-------- TASK INPUT

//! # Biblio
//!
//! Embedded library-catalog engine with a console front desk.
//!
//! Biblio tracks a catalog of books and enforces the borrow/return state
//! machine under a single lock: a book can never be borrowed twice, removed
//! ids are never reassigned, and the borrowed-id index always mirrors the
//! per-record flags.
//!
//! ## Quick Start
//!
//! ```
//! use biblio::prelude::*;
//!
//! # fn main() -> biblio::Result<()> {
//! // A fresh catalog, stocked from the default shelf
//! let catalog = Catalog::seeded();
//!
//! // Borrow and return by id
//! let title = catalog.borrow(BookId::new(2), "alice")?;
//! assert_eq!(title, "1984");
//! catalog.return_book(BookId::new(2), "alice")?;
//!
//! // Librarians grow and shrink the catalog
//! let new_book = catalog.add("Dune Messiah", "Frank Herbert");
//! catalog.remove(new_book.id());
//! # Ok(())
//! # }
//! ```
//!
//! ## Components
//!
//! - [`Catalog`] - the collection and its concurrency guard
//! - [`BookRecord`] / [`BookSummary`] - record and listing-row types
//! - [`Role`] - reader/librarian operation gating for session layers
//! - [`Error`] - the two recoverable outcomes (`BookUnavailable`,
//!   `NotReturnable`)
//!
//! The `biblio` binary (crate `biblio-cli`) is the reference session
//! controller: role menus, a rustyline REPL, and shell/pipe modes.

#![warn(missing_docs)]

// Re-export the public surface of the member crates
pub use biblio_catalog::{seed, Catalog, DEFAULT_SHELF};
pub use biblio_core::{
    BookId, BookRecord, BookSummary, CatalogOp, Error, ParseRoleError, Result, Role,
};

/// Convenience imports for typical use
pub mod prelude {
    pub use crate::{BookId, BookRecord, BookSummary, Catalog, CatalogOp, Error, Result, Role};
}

----------------
-------- TASK INPUT

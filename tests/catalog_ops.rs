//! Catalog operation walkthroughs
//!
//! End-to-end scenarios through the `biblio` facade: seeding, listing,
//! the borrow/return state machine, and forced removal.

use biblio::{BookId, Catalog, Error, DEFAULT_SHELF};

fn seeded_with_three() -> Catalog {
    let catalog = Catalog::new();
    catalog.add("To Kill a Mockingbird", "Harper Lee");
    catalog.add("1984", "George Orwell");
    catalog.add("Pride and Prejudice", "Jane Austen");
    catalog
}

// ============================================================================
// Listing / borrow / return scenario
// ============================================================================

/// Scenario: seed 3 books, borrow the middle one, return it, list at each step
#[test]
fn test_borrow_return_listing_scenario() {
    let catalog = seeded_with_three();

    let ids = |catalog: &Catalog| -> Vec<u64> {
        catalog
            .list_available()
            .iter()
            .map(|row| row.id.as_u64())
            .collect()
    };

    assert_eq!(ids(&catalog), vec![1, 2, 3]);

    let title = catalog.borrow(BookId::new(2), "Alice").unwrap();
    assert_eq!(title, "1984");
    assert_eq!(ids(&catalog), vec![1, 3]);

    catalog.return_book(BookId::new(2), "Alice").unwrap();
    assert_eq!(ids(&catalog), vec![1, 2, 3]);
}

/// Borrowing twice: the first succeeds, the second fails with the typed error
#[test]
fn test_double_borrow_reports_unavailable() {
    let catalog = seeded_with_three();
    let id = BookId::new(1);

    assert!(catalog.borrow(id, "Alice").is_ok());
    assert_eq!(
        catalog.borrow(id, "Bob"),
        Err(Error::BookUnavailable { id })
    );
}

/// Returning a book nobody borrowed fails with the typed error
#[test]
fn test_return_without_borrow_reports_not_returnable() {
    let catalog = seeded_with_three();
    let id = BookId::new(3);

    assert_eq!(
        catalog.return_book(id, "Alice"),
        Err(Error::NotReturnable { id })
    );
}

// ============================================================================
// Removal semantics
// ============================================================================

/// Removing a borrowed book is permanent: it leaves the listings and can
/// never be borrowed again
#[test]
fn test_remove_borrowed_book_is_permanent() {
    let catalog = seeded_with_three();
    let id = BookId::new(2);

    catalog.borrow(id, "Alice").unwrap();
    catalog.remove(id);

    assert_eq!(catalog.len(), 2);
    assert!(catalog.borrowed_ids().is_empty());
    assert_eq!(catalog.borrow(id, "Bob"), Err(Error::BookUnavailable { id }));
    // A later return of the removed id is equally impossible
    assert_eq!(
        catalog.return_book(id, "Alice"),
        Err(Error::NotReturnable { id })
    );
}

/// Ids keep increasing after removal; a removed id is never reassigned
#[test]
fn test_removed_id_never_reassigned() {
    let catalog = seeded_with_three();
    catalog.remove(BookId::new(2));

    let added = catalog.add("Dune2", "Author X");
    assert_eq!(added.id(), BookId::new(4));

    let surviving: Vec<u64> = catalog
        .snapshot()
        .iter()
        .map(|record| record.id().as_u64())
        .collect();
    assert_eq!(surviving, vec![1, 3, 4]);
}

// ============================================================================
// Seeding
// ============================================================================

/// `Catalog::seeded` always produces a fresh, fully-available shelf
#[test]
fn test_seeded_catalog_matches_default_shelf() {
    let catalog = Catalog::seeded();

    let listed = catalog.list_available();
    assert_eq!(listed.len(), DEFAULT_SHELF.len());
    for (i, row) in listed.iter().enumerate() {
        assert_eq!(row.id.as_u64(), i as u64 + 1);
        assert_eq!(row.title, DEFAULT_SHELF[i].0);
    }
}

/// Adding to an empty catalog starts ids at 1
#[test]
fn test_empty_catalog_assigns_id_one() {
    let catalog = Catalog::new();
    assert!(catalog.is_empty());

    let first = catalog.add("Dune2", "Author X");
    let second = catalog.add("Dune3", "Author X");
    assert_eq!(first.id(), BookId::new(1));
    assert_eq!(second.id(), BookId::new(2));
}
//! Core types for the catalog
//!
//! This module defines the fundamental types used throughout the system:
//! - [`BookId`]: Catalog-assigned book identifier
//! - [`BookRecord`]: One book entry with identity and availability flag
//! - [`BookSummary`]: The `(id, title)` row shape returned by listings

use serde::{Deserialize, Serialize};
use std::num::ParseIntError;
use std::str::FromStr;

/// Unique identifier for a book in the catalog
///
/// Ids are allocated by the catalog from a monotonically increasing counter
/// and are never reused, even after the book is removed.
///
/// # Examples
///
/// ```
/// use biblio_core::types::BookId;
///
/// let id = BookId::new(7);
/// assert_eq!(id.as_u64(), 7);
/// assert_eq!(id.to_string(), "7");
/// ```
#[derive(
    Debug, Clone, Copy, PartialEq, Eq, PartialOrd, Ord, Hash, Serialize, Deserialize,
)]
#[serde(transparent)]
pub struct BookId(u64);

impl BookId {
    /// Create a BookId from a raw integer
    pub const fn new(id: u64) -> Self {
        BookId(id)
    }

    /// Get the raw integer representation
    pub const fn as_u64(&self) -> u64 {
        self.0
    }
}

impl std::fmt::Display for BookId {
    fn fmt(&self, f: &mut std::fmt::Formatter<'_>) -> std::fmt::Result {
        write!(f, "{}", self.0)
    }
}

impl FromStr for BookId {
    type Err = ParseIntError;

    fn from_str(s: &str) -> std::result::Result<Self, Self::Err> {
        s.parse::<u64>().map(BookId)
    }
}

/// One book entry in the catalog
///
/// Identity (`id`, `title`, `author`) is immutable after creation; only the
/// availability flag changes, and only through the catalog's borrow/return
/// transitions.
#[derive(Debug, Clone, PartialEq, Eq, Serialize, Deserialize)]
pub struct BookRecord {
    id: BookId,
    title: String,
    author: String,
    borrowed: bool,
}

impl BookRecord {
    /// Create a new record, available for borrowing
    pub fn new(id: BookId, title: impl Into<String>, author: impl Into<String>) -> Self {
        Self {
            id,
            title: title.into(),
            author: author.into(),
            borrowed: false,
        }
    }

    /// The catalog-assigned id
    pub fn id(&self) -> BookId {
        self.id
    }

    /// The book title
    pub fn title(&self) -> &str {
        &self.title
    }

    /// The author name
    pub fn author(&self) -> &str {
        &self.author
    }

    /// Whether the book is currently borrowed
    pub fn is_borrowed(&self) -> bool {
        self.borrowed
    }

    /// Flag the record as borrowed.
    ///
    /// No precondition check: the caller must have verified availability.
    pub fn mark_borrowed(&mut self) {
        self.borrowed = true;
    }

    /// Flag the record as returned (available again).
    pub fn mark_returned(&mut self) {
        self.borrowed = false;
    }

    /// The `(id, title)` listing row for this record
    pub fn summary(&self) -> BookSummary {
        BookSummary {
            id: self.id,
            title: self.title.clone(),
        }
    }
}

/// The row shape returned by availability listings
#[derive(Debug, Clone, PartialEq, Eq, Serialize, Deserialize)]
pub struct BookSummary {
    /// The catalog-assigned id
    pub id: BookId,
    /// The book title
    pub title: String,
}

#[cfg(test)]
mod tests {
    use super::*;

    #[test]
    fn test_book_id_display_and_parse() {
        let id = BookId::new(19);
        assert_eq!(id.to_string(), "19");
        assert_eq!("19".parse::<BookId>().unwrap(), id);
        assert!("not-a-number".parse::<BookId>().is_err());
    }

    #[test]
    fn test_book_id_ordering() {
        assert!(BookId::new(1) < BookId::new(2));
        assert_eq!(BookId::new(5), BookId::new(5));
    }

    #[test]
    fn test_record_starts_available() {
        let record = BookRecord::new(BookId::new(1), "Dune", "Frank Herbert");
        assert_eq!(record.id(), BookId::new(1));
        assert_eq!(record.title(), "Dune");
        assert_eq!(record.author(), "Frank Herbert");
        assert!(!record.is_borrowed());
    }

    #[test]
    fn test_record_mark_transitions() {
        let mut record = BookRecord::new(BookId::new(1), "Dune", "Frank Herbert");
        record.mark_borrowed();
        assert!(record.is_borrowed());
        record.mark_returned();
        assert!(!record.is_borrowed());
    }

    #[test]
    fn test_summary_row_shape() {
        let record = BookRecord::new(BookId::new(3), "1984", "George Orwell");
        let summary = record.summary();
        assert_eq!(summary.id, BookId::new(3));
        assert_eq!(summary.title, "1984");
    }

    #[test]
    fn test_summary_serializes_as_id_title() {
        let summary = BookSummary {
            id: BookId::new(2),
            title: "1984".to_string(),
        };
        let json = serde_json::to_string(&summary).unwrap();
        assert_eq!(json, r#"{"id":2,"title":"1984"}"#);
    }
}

----------------
-------- TASK INPUT

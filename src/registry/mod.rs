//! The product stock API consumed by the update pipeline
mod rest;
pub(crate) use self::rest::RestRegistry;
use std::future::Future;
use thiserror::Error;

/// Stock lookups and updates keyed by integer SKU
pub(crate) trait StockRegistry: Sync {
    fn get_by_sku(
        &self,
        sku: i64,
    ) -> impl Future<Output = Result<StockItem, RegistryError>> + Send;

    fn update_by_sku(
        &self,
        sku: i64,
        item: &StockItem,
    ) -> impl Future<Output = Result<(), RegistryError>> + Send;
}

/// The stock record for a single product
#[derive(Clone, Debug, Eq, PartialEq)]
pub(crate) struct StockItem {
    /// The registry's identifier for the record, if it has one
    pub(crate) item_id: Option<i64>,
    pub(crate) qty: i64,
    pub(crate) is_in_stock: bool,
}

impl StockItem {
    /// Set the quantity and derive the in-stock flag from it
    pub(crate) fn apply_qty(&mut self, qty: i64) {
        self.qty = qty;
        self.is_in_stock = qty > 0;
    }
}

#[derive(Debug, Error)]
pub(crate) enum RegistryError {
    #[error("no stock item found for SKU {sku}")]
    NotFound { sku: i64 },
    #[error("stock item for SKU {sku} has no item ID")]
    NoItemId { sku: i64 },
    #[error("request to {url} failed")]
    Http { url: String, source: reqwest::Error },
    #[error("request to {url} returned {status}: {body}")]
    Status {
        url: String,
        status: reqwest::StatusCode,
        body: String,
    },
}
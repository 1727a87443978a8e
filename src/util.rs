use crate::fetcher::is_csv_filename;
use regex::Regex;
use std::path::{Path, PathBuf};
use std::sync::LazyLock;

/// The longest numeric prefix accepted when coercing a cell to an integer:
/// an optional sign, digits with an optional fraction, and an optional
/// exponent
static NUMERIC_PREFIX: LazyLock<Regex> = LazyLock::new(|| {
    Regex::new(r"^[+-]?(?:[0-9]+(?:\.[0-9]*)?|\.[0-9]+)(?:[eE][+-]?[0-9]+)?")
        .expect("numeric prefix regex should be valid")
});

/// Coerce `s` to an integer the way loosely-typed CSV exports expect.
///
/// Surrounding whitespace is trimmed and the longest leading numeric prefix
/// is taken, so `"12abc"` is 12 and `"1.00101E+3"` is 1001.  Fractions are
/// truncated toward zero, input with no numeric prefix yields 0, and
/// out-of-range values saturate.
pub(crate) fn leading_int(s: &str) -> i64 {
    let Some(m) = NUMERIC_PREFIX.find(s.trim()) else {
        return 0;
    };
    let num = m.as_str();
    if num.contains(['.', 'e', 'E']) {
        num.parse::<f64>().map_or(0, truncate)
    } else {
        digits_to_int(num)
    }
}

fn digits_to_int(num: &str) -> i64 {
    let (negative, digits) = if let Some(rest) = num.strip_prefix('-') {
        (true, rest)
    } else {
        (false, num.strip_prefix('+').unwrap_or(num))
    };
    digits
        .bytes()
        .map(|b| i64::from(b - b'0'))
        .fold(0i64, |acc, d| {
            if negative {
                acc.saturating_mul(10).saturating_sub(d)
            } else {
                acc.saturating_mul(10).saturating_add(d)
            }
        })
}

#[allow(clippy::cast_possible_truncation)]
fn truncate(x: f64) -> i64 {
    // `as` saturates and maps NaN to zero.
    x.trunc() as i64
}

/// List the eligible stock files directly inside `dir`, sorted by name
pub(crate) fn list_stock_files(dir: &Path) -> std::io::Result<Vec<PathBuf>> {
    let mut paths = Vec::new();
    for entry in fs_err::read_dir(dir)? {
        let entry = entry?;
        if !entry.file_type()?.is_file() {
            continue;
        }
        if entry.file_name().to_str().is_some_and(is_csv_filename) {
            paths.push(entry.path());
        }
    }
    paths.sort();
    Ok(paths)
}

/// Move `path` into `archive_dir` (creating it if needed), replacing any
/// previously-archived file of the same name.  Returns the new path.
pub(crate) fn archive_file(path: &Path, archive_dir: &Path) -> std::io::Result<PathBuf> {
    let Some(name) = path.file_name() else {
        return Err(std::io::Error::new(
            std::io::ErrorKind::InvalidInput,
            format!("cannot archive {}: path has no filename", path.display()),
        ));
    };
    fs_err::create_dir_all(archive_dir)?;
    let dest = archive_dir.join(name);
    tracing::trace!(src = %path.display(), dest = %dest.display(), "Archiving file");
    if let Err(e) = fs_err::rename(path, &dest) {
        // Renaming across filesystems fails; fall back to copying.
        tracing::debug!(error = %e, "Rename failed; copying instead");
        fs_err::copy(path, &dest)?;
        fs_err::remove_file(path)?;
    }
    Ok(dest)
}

----------------

> **WHAT THIS TASK INVOLVES**
How many of the lines above include the word "bool"? Only the number should be given.

> **OUTPUT FOR THIS EXERCISE**
3